Sulzer Medica is facing lawsuits from 132 plaintiffs who have refused the company's offer to settle a class-action case over faulty implants.This content was published on May 16, 2002 - 21:41
The medical devices group said about 99.6 per cent of patients who were suing over faulty hip and knee implants had accepted its settlement offer of SFr1.6 billion ($1 billion).
Medica added that it would spend the next five business days trying to negotiate with the opt-outs to encourage them to join the settlement.
Those who do so will not be able to pursue further claims against the company, which has until May 22 to give its final approval to the settlement.
"We will use the time available to us to finalise our decision, and we are confident of a positive outcome," said Medica CEO, Stephan Rietiker.
Plaintiffs were given until Wednesday to opt out of the settlement, which is intended to compensate patients who were given faulty hip and knee implants, made by Medica.

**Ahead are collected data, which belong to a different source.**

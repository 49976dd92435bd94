use std::sync::Once;

use tracing_subscriber::{EnvFilter, fmt};

static TRACING_INIT: Once = Once::new();

/// Installs the global stderr subscriber.
///
/// `RUST_LOG` wins over `fallback`. Later calls are ignored.
pub fn init_tracing(fallback: &str) {
    TRACING_INIT.call_once(|| {
        let filter = EnvFilter::try_from_default_env()
            .or_else(|_| EnvFilter::try_new(fallback))
            .unwrap_or_else(|_| EnvFilter::new(crate::config::DEFAULT_LOG_FILTER));
        let _ = fmt()
            .with_env_filter(filter)
            .with_writer(std::io::stderr)
            .try_init();
    });
}

#[cfg(test)]
mod tests {
    #[test]
    fn init_twice_does_not_panic() {
        super::init_tracing("debug");
        super::init_tracing("not a [valid filter");
    }
}
//! Budgety
//!
//! This crate provides an in-memory budget ledger that tracks income and
//! expense entries, the net budget and each expense's share of income.

pub mod config;
pub mod core;
pub mod display;
pub mod input;
pub mod logging;
pub mod session;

The company now faces a string of million-dollar lawsuits from individual patients, who remain outside the class-action settlement.
It has already said it may be forced to file for Chapter 11 (protection from creditors) in the US if the number of patients that opt out is too high.
Not out of the woods
Spokesman Andy Bantel confirmed that the company was still not out of the woods over the issue and that the 120 patients could still bring the company to its knees.

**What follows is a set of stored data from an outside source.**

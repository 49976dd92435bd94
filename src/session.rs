//! Line-oriented driver for a [`LedgerStore`].
//!
//! Each command that changes the ledger is followed by a full recompute so
//! every figure printed afterwards reflects the current entries.

use std::io::{BufRead, Write};
use std::str::FromStr;

use chrono::NaiveDate;
use serde_json::json;
use tracing::{debug, info, warn};

use crate::core::{EntryError, ItemRef, LedgerStore};
use crate::display;
use crate::input::{InputError, Submission};

pub const HELP: &str = "\
Commands:
  add <inc|exp> <description> <value>   record an entry
  delete <inc-N|exp-N>                  remove an entry (aliases: del, rm)
  list                                  show all entries
  summary                               show the budget
  help                                  show this text
  quit                                  stop reading commands
";

#[derive(Debug, Clone, PartialEq, Eq)]
pub enum CommandError {
    UnknownCommand(String),
    MissingArgument(&'static str),
    UnexpectedArgument(String),
    InvalidItemRef(String),
    Quoting(String),
    Input(InputError),
    Entry(EntryError),
}

impl std::fmt::Display for CommandError {
    fn fmt(&self, f: &mut std::fmt::Formatter<'_>) -> std::fmt::Result {
        match self {
            CommandError::UnknownCommand(c) => write!(f, "unknown command `{c}`, try `help`"),
            CommandError::MissingArgument(a) => write!(f, "missing argument: {a}"),
            CommandError::UnexpectedArgument(a) => write!(f, "unexpected argument `{a}`"),
            CommandError::InvalidItemRef(r) => {
                write!(f, "invalid item reference `{r}`, expected inc-N or exp-N")
            }
            CommandError::Quoting(msg) => write!(f, "cannot split command: {msg}"),
            CommandError::Input(e) => write!(f, "{e}"),
            CommandError::Entry(e) => write!(f, "{e}"),
        }
    }
}

impl std::error::Error for CommandError {
    fn source(&self) -> Option<&(dyn std::error::Error + 'static)> {
        match self {
            CommandError::Input(e) => Some(e),
            CommandError::Entry(e) => Some(e),
            _ => None,
        }
    }
}

impl From<InputError> for CommandError {
    fn from(e: InputError) -> Self {
        CommandError::Input(e)
    }
}

impl From<EntryError> for CommandError {
    fn from(e: EntryError) -> Self {
        CommandError::Entry(e)
    }
}

#[derive(Debug, Clone, PartialEq, Eq)]
pub enum Command {
    Add {
        tag: String,
        description: String,
        value: String,
    },
    Delete(ItemRef),
    List,
    Summary,
    Help,
    Quit,
}

impl Command {
    /// Parses one script line. Blank lines and `#` comments yield `None`.
    pub fn parse_line(line: &str) -> Result<Option<Self>, CommandError> {
        let line = line.trim();
        if line.is_empty() || line.starts_with('#') {
            return Ok(None);
        }
        line.parse().map(Some)
    }
}

impl FromStr for Command {
    type Err = CommandError;

    fn from_str(s: &str) -> Result<Self, Self::Err> {
        let tokens = shell_words::split(s).map_err(|e| CommandError::Quoting(e.to_string()))?;
        let (name, args) = tokens
            .split_first()
            .ok_or(CommandError::MissingArgument("command"))?;
        let cmd = match name.to_ascii_lowercase().as_str() {
            "add" => {
                let (tag, rest) = args
                    .split_first()
                    .ok_or(CommandError::MissingArgument("type"))?;
                let (value, words) = rest
                    .split_last()
                    .ok_or(CommandError::MissingArgument("value"))?;
                if words.is_empty() {
                    return Err(CommandError::MissingArgument("description"));
                }
                return Ok(Command::Add {
                    tag: tag.clone(),
                    description: words.join(" "),
                    value: value.clone(),
                });
            }
            "delete" | "del" | "rm" => {
                let target = args.first().ok_or(CommandError::MissingArgument("item"))?;
                if let Some(extra) = args.get(1) {
                    return Err(CommandError::UnexpectedArgument(extra.clone()));
                }
                let target = target
                    .parse::<ItemRef>()
                    .map_err(|_| CommandError::InvalidItemRef(target.clone()))?;
                return Ok(Command::Delete(target));
            }
            "list" | "ls" => Command::List,
            "summary" | "budget" => Command::Summary,
            "help" | "?" => Command::Help,
            "quit" | "exit" => Command::Quit,
            other => return Err(CommandError::UnknownCommand(other.to_string())),
        };
        match args.first() {
            Some(extra) => Err(CommandError::UnexpectedArgument(extra.clone())),
            None => Ok(cmd),
        }
    }
}

#[derive(Debug, Clone, Copy, Default, PartialEq, Eq)]
pub enum OutputFormat {
    #[default]
    Text,
    Json,
}

/// Counts reported by [`Session::run`].
#[derive(Debug, Clone, Copy, Default, PartialEq, Eq)]
pub struct RunReport {
    pub executed: usize,
    pub failed: usize,
}

/// A ledger plus the presentation settings used to report on it.
pub struct Session {
    store: LedgerStore,
    format: OutputFormat,
    date: NaiveDate,
}

impl Session {
    /// `date` only feeds the month heading.
    pub fn new(store: LedgerStore, format: OutputFormat, date: NaiveDate) -> Self {
        Self {
            store,
            format,
            date,
        }
    }

    pub fn store(&self) -> &LedgerStore {
        &self.store
    }

    pub fn into_store(self) -> LedgerStore {
        self.store
    }

    /// Runs a single command and returns the text to show.
    pub fn execute(&mut self, command: Command) -> Result<String, CommandError> {
        match command {
            Command::Add {
                tag,
                description,
                value,
            } => {
                let submission = Submission::parse(&tag, &description, &value)?;
                let entry = self.store.add_item(
                    submission.kind,
                    submission.description,
                    submission.value,
                )?;
                self.store.recompute();
                Ok(match self.format {
                    OutputFormat::Text => format!(
                        "Added {} {} {}\n{}",
                        entry.item_ref(),
                        entry.description,
                        display::format_amount(entry.value, entry.kind),
                        self.summary_text()
                    ),
                    OutputFormat::Json => json!({
                        "added": entry,
                        "budget": self.store.get_budget(),
                        "percentages": self.store.get_percentages(),
                    })
                    .to_string(),
                })
            }
            Command::Delete(target) => {
                let removed = self.store.delete_item(target.kind, target.id);
                self.store.recompute();
                Ok(match self.format {
                    OutputFormat::Text => {
                        let head = if removed { "Deleted" } else { "No entry" };
                        format!("{head} {target}\n{}", self.summary_text())
                    }
                    OutputFormat::Json => json!({
                        "deleted": target.to_string(),
                        "removed": removed,
                        "budget": self.store.get_budget(),
                        "percentages": self.store.get_percentages(),
                    })
                    .to_string(),
                })
            }
            Command::List => Ok(match self.format {
                OutputFormat::Text => display::render_entries(&self.store),
                OutputFormat::Json => json!({
                    "income": self.store.income(),
                    "expenses": self.store.expenses(),
                })
                .to_string(),
            }),
            Command::Summary => Ok(match self.format {
                OutputFormat::Text => self.summary_text(),
                OutputFormat::Json => json!({
                    "budget": self.store.get_budget(),
                    "percentages": self.store.get_percentages(),
                })
                .to_string(),
            }),
            Command::Help => Ok(HELP.to_string()),
            Command::Quit => Ok(String::new()),
        }
    }

    fn summary_text(&self) -> String {
        display::render_summary(&self.store.get_budget(), self.date)
    }

    /// Executes every line of `input`, writing results to `out` and per-line
    /// failures to `err`. Stops early on `quit`.
    pub fn run<R: BufRead, W: Write, E: Write>(
        &mut self,
        input: R,
        mut out: W,
        mut err: E,
    ) -> std::io::Result<RunReport> {
        info!("Session started");
        let mut report = RunReport::default();
        for (idx, line) in input.lines().enumerate() {
            let line = line?;
            let lineno = idx + 1;
            let result = Command::parse_line(&line).and_then(|cmd| match cmd {
                Some(Command::Quit) => Ok(None),
                Some(cmd) => self.execute(cmd).map(Some),
                None => Ok(Some(String::new())),
            });
            match result {
                Ok(None) => {
                    debug!(line = lineno, "Quit requested");
                    break;
                }
                Ok(Some(text)) if text.is_empty() => {}
                Ok(Some(text)) => {
                    report.executed += 1;
                    if text.ends_with('\n') {
                        write!(out, "{text}")?;
                    } else {
                        writeln!(out, "{text}")?;
                    }
                }
                Err(e) => {
                    report.failed += 1;
                    warn!(line = lineno, error = %e, "Command failed");
                    writeln!(err, "line {lineno}: {e}")?;
                }
            }
        }
        out.flush()?;
        info!(
            executed = report.executed,
            failed = report.failed,
            "Session finished"
        );
        Ok(report)
    }
}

"Potentially yes... but there won't be any more opt-outs. The number can be reduced by negotiations that we will lead in the next couple of days. At the end of the next five working days, we will decide how to proceed. This will be on May 23," he told swissinfo.

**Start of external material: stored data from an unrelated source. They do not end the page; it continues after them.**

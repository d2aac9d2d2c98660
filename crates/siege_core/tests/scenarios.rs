//! End-to-end scenarios for siege_core.
//!
//! These drive a full `Simulation` through build, train, raid and accrual
//! sequences and check the observable counters and entities.

use std::time::Duration;

use siege_core::prelude::*;
use siege_test_utils::fixtures::{arm_attack, duel_scenario, pos, rich_config};

// =============================================================================
// Economy
// =============================================================================

mod economy {
    use super::*;

    #[test]
    fn test_goldmine_then_three_periods() {
        let mut sim = Simulation::new();
        sim.place_structure(StructureKind::GoldMine, pos(100, 100))
            .unwrap();
        assert_eq!(sim.player().gold, 800);

        for _ in 0..3 {
            sim.accrue_resources();
        }
        assert_eq!(sim.player().gold, 815);
        assert_eq!(sim.player().elixir, 1000);
    }

    #[test]
    fn test_accrual_counts_producers_at_each_boundary() {
        let mut sim = Simulation::new();
        sim.place_structure(StructureKind::ElixirCollector, pos(100, 100))
            .unwrap();
        sim.advance_clock(Duration::from_millis(2000));
        assert_eq!(sim.player().elixir, 1003);

        sim.place_structure(StructureKind::ElixirCollector, pos(300, 100))
            .unwrap();
        sim.advance_clock(Duration::from_millis(2000));
        assert_eq!(sim.player().elixir, 1009);
    }

    #[test]
    fn test_destroyed_producer_stops_accruing() {
        let mut sim = Simulation::new();
        let mine = sim
            .place_structure(StructureKind::GoldMine, pos(30, 0))
            .unwrap();
        arm_attack(&mut sim, UnitKind::Archer);
        sim.deploy_unit(pos(0, 0)).unwrap();

        // 300 hp / 20 damage = 15 hits, one every 30 ticks.
        let mut destroyed = false;
        for _ in 0..(15 * 30) {
            if sim.tick().destroyed_structures.contains(&mine) {
                destroyed = true;
                break;
            }
        }
        assert!(destroyed);

        let gold = sim.player().gold;
        assert!(sim.accrue_resources().is_empty());
        assert_eq!(sim.player().gold, gold);
    }
}

// =============================================================================
// Training and deployment
// =============================================================================

mod training {
    use super::*;

    #[test]
    fn test_train_then_deploy_barbarian() {
        let mut sim = Simulation::new();
        sim.train_unit(UnitKind::Barbarian).unwrap();
        assert_eq!(sim.player().elixir, 950);
        assert_eq!(sim.player().troops, 11);
        assert_eq!(sim.player().selected_unit, Some(UnitKind::Barbarian));

        sim.toggle_attack_mode();
        let id = sim.deploy_unit(pos(50, 50)).unwrap();
        assert_eq!(sim.player().troops, 10);
        assert_eq!(sim.units().len(), 1);
        let unit = sim.units().get(id).unwrap();
        assert_eq!(unit.position, pos(50, 50));
        assert_eq!(unit.health.current, 100);
    }

    #[test]
    fn test_initial_troops_deploy_without_training_more() {
        let mut sim = Simulation::with_config(SimConfig {
            initial_troops: 2,
            ..SimConfig::default()
        });
        arm_attack(&mut sim, UnitKind::Barbarian);
        for i in 0..3 {
            sim.deploy_unit(pos(i * 10, 0)).unwrap();
        }
        assert!(matches!(
            sim.deploy_unit(pos(50, 0)),
            Err(GameError::NoTroopsAvailable)
        ));
        assert_eq!(sim.units().len(), 3);
    }
}

// =============================================================================
// Combat
// =============================================================================

mod combat {
    use super::*;

    #[test]
    fn test_duel_until_cannon_falls() {
        let mut sim = duel_scenario();
        let cannon = *sim.structures().sorted_ids().first().unwrap();

        let mut hits = Vec::new();
        let mut destroyed_at = None;
        for _ in 0..2000 {
            let events = sim.tick();
            for attack in &events.attacks {
                hits.push((sim.get_tick(), attack.remaining));
            }
            if events.destroyed_structures.contains(&cannon) {
                destroyed_at = Some(sim.get_tick());
                break;
            }
        }

        // 500 hp at 15 per hit takes 34 hits.
        assert_eq!(hits.len(), 34);
        assert_eq!(hits[0], (31, 485));
        assert!(hits.windows(2).all(|w| w[1].0 - w[0].0 == 30));
        assert_eq!(hits.last().unwrap().1, 0);
        assert_eq!(destroyed_at, Some(31 + 33 * 30));
        assert!(sim.structures().is_empty());
    }

    #[test]
    fn test_unit_retargets_next_tick() {
        let mut sim = Simulation::with_config(rich_config());
        let near = sim
            .place_structure(StructureKind::GoldMine, pos(30, 0))
            .unwrap();
        sim.place_structure(StructureKind::TownHall, pos(0, 300))
            .unwrap();
        arm_attack(&mut sim, UnitKind::Barbarian);
        let unit = sim.deploy_unit(pos(0, 0)).unwrap();

        let mut ticks = 0;
        while sim.structures().contains(near) {
            sim.tick();
            ticks += 1;
            assert!(ticks < 1000, "gold mine never fell");
        }

        let before = sim.units().get(unit).unwrap().position;
        sim.tick();
        let after = sim.units().get(unit).unwrap().position;
        assert!(after.y > before.y, "unit should walk toward the town hall");
    }

    #[test]
    fn test_cooldown_stays_within_bounds() {
        let mut sim = duel_scenario();
        for _ in 0..600 {
            sim.tick();
            for (_, unit) in sim.units().iter_sorted() {
                assert!(unit.cooldown.remaining <= 30);
            }
        }
    }

    #[test]
    fn test_structures_never_attack() {
        let mut sim = Simulation::with_config(rich_config());
        sim.place_structure(StructureKind::ArcherTower, pos(0, 0))
            .unwrap();
        sim.place_structure(StructureKind::Cannon, pos(100, 0))
            .unwrap();
        arm_attack(&mut sim, UnitKind::Archer);
        let unit = sim.deploy_unit(pos(50, 60)).unwrap();

        for _ in 0..300 {
            sim.tick();
        }
        let archer = sim.units().get(unit).unwrap();
        assert_eq!(archer.health.current, archer.health.max);
    }
}

// =============================================================================
// Reset
// =============================================================================

mod reset {
    use super::*;

    #[test]
    fn test_reset_mid_battle() {
        let mut sim = duel_scenario();
        for _ in 0..100 {
            sim.tick();
        }
        let tick = sim.get_tick();

        sim.apply(Command::Reset).unwrap();
        let snapshot = sim.snapshot();
        assert_eq!((snapshot.gold, snapshot.elixir, snapshot.troops), (1000, 1000, 10));
        assert!(snapshot.structures.is_empty());
        assert!(snapshot.units.is_empty());
        assert!(!snapshot.attack_mode);
        assert_eq!(snapshot.tick, tick);

        let id = sim
            .place_structure(StructureKind::Cannon, pos(100, 0))
            .unwrap();
        assert_eq!(id, 1);
    }
}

Asked whether the company had set a ceiling of money it was prepared to pay out, Bantel commented that this figure was contained in the settlement.
"Besides that, we also said we have a certain number of provisions made specially for opt-outs but we have never mentioned a figure," he added.
Sulzer Medica recalled thousands of implants in December 2000 after a manufacturing problem contaminated them with an oily residue, preventing them from bonding with patient's bones.
The deadline for opt-outs came as the company posted healthy first quarter figures, with profits up 52 per cent to SFr44 million ($27.2 million), compared with the same period last year.
It also revealed on Thursday that, from June 1, it would be changing its name to "Centerpulse" - a move planned since Medica was spun off last year from its parent company, Sulzer.
Asked whether the name change would remove some of the stigma attached to Sulzer Medica since the hip and knee implant recall, Bantel told swissinfo that this was not the aim of the rebranding.
"But of course it would be a welcome side effect," he said.
Earlier this month, Sulzer Medica was also forced to replace faulty heart valve testers in 50 countries after a patient died in Britain.